Directions for this task: List all lines of the data containing the word "bool".

============================================================

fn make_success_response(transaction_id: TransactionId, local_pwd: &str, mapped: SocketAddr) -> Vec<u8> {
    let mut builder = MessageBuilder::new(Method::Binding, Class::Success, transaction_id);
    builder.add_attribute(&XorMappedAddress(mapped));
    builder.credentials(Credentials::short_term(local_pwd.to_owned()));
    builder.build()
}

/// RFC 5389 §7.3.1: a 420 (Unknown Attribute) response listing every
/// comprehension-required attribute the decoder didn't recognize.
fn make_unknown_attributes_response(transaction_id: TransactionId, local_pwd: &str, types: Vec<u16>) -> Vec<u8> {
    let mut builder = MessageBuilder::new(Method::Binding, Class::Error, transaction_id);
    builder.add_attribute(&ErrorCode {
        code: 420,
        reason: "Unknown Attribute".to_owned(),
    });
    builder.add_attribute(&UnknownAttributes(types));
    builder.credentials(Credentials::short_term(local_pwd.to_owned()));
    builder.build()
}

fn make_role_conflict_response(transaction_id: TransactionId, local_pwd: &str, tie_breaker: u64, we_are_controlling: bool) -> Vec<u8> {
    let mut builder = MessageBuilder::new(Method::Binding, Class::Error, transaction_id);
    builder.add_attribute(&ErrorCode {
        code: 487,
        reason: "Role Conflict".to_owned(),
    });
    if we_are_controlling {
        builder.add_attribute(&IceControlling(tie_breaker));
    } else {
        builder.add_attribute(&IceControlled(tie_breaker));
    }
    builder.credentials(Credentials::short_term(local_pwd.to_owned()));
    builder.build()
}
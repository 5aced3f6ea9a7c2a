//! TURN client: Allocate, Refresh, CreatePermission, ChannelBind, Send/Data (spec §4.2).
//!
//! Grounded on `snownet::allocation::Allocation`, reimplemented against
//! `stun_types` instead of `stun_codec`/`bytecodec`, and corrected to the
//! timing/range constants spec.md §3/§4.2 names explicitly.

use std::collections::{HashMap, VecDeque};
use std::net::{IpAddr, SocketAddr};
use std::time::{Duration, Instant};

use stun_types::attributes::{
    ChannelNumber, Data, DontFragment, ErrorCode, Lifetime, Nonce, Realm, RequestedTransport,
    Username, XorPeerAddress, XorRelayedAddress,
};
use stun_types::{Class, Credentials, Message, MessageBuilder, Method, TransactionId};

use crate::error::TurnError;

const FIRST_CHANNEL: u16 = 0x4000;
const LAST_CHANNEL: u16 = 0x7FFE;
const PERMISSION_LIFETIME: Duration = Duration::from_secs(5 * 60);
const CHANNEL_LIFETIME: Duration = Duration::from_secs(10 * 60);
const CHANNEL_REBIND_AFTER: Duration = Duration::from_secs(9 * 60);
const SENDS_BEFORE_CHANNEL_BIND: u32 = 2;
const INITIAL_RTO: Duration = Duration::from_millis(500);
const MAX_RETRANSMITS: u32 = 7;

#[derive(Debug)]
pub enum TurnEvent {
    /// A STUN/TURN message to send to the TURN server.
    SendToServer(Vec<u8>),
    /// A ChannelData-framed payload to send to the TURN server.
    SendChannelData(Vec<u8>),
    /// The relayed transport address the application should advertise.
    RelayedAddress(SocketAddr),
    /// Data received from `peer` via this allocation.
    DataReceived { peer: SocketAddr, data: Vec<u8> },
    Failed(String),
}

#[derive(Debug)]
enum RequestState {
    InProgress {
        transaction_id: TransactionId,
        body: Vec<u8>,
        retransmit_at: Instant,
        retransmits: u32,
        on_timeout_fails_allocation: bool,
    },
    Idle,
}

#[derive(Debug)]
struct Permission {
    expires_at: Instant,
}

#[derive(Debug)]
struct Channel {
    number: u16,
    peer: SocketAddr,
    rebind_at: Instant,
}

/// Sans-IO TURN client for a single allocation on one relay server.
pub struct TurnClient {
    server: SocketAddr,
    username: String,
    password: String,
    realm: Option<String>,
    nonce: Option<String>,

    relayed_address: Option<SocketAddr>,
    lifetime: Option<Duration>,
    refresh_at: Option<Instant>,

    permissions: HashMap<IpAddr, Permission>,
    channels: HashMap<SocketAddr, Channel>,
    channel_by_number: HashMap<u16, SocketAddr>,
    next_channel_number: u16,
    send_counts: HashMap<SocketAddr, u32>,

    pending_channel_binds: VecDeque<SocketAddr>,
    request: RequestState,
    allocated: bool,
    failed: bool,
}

============================================================

Solution for this task:
fn make_role_conflict_response(transaction_id: TransactionId, local_pwd: &str, tie_breaker: u64, we_are_controlling: bool) -> Vec<u8> {
        on_timeout_fails_allocation: bool,
    allocated: bool,
    failed: bool,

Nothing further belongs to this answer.